Starting with the line that contains "Ok(contents) => match" and stopping after the line that contains "let dir = tempfile::tempdir().unwrap();", return each line below exactly as written, with no others.
Material provided START
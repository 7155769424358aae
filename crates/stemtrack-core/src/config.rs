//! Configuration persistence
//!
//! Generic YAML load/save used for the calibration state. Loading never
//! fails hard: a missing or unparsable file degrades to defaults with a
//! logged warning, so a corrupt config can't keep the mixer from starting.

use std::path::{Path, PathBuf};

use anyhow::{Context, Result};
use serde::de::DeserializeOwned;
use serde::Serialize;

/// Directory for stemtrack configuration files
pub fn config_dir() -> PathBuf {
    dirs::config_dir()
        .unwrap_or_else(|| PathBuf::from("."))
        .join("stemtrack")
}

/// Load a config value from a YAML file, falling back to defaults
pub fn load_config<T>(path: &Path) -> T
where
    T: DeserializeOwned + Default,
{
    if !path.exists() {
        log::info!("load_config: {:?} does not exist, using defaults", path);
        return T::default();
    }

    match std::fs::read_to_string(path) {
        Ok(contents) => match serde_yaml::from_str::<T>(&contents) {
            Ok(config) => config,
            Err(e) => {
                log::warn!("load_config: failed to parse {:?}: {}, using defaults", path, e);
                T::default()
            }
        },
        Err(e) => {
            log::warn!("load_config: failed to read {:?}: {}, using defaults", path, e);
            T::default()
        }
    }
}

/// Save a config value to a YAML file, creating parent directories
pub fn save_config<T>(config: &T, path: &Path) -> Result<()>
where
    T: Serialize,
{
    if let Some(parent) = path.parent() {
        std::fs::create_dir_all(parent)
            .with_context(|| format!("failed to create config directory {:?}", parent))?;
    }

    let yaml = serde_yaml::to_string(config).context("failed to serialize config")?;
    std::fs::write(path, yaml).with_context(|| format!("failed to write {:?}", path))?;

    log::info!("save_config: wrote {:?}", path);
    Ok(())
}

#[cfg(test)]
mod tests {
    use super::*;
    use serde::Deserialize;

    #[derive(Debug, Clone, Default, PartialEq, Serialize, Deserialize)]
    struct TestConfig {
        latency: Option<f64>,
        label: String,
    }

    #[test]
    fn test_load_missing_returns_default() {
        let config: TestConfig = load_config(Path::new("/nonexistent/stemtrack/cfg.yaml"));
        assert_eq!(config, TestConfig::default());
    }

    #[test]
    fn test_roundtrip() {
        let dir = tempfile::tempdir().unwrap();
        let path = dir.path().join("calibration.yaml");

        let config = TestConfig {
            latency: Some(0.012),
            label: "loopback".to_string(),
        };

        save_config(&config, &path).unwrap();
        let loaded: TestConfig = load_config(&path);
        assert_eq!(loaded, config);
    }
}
Material provided END
> Exercise answer
        Ok(contents) => match serde_yaml::from_str::<T>(&contents) {
            Ok(config) => config,
            Err(e) => {
                log::warn!("load_config: failed to parse {:?}: {}, using defaults", path, e);
                T::default()
            }
        },
        Err(e) => {
            log::warn!("load_config: failed to read {:?}: {}, using defaults", path, e);
            T::default()
        }
    }
}

/// Save a config value to a YAML file, creating parent directories
pub fn save_config<T>(config: &T, path: &Path) -> Result<()>
where
    T: Serialize,
{
    if let Some(parent) = path.parent() {
        std::fs::create_dir_all(parent)
            .with_context(|| format!("failed to create config directory {:?}", parent))?;
    }

    let yaml = serde_yaml::to_string(config).context("failed to serialize config")?;
    std::fs::write(path, yaml).with_context(|| format!("failed to write {:?}", path))?;

    log::info!("save_config: wrote {:?}", path);
    Ok(())
}

#[cfg(test)]
mod tests {
    use super::*;
    use serde::Deserialize;

    #[derive(Debug, Clone, Default, PartialEq, Serialize, Deserialize)]
    struct TestConfig {
        latency: Option<f64>,
        label: String,
    }

    #[test]
    fn test_load_missing_returns_default() {
        let config: TestConfig = load_config(Path::new("/nonexistent/stemtrack/cfg.yaml"));
        assert_eq!(config, TestConfig::default());
    }

    #[test]
    fn test_roundtrip() {
        let dir = tempfile::tempdir().unwrap();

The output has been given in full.